▶ [Problem to work on] Copy out all lines from the entries below in which "OnceLock" occurs.

Stored data entries:
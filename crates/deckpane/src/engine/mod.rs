pub mod deck;
pub mod directives;
pub mod highlight;
pub mod splitter;
pub mod theme;

use std::sync::{Arc, OnceLock};

use crate::error::RenderError;

pub use deck::{DeckEngine, DeckOptions};

/// HTML and CSS produced together by one engine call.
#[derive(Debug, Clone, PartialEq, Eq, Default)]
pub struct RenderResult {
    pub html: String,
    pub css: String,
}

/// Turns deck Markdown into slide HTML. Implementations are stateless between
/// calls, so one instance is shared by every preview.
pub trait RenderEngine: Send + Sync {
    fn render(&self, markdown: &str) -> Result<RenderResult, RenderError>;
}

type EngineFactory = Box<dyn Fn() -> Arc<dyn RenderEngine> + Send + Sync>;

/// Lazily built engine shared between previews.
///
/// The factory runs at most once, on the first [`EngineService::load`].
/// Until then [`EngineService::get`] returns `None` and callers must wait
/// for the load to finish.
pub struct EngineService {
    engine: OnceLock<Arc<dyn RenderEngine>>,
    factory: EngineFactory,
}

impl EngineService {
    pub fn new<F>(factory: F) -> Self
    where
        F: Fn() -> Arc<dyn RenderEngine> + Send + Sync + 'static,
    {
        Self {
            engine: OnceLock::new(),
            factory: Box::new(factory),
        }
    }

    /// Service backed by the built-in deck engine.
    pub fn builtin(options: DeckOptions) -> Self {
        Self::new(move || {
            log::debug!("building deck engine (theme {})", options.default_theme);
            Arc::new(DeckEngine::new(options.clone())) as Arc<dyn RenderEngine>
        })
    }

    /// Service whose engine is already available.
    pub fn preloaded(engine: Arc<dyn RenderEngine>) -> Self {
        let service = Self::new({
            let engine = engine.clone();
            move || engine.clone()
        });
        let _ = service.engine.set(engine);
        service
    }

    pub fn get(&self) -> Option<Arc<dyn RenderEngine>> {
        self.engine.get().cloned()
    }

    /// Build the engine if needed. Blocking; call off the UI loop.
    pub fn load(&self) -> Arc<dyn RenderEngine> {
        self.engine.get_or_init(|| (self.factory)()).clone()
    }

    pub fn is_loaded(&self) -> bool {
        self.engine.get().is_some()
    }
}

impl std::fmt::Debug for EngineService {
    fn fmt(&self, f: &mut std::fmt::Formatter<'_>) -> std::fmt::Result {
        f.debug_struct("EngineService")
            .field("loaded", &self.is_loaded())
            .finish()
    }
}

▶ [Solution to the exercise]
use std::sync::{Arc, OnceLock};
    engine: OnceLock<Arc<dyn RenderEngine>>,
            engine: OnceLock::new(),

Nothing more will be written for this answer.